*What you are asked to do*: The response must consist of the lines below from the one with "const CONSOLE_VERSION: &str" through the one with "let lang = use_language();", exactly as they appear and with both ends kept.

*Collected data entries*:

--- START ---

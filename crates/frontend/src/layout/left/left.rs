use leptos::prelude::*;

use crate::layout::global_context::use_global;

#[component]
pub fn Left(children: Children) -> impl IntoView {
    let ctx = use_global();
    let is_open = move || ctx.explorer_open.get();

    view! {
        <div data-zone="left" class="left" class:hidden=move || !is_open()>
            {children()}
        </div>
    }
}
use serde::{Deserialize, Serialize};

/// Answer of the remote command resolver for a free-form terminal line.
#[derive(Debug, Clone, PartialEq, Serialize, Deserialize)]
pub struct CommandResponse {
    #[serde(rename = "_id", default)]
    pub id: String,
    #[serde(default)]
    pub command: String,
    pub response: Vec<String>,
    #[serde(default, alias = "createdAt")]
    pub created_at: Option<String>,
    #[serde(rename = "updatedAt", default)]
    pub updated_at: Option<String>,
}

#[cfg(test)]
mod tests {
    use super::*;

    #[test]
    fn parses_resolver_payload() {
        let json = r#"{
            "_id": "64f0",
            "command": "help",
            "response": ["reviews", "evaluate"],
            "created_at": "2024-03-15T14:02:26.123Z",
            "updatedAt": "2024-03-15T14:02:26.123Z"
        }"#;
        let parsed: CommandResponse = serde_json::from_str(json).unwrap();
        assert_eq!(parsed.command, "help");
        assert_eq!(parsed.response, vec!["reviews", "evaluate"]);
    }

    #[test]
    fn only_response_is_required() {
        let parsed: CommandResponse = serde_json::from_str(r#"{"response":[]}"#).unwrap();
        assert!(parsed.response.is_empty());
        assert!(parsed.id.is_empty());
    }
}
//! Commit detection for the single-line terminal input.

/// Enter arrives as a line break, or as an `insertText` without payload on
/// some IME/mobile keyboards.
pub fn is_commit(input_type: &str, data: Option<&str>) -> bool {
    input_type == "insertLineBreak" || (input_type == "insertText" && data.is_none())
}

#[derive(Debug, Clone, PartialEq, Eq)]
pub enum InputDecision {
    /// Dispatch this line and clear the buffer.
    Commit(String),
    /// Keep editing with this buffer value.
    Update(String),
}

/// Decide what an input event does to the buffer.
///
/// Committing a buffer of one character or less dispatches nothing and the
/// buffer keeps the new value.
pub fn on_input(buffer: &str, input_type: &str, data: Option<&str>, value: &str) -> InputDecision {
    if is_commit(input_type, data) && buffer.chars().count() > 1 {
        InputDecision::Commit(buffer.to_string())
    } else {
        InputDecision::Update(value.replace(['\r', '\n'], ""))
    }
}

--- END ---
--- START ---

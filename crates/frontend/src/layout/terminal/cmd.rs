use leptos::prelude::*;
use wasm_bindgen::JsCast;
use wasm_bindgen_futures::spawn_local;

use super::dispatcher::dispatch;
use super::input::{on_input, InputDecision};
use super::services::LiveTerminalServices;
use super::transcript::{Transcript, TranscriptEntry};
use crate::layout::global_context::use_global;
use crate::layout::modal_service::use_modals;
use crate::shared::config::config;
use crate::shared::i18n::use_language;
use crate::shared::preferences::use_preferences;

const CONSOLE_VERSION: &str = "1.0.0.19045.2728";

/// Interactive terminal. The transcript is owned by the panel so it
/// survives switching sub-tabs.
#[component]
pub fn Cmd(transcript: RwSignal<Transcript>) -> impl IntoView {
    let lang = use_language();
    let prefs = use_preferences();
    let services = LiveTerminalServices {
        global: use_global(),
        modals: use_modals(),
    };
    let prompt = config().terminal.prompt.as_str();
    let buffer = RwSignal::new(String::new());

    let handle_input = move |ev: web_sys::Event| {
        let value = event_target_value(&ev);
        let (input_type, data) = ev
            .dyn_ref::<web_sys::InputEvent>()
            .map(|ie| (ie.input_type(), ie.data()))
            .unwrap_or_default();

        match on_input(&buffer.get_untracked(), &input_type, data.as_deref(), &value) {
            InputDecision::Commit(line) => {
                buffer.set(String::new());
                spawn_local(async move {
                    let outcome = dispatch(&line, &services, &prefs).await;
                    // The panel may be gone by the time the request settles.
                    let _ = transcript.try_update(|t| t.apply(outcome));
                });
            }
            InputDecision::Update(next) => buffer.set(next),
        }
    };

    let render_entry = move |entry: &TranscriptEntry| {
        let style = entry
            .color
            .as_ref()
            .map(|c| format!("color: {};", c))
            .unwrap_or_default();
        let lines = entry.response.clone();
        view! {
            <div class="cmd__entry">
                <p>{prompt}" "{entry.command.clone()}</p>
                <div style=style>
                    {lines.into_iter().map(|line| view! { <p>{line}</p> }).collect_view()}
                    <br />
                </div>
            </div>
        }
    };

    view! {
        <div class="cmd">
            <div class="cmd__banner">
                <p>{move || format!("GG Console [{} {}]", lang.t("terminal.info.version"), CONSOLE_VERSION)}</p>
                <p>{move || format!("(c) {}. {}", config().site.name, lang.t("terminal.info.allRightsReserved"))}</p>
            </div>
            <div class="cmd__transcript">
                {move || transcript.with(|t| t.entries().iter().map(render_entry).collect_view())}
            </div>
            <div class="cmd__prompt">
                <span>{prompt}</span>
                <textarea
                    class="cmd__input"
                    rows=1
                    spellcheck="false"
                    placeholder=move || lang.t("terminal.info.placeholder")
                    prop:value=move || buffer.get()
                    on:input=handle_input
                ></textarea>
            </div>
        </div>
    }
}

--- END ---

*Solution for this exercise*:
const CONSOLE_VERSION: &str = "1.0.0.19045.2728";

/// Interactive terminal. The transcript is owned by the panel so it
/// survives switching sub-tabs.
#[component]
pub fn Cmd(transcript: RwSignal<Transcript>) -> impl IntoView {
    let lang = use_language();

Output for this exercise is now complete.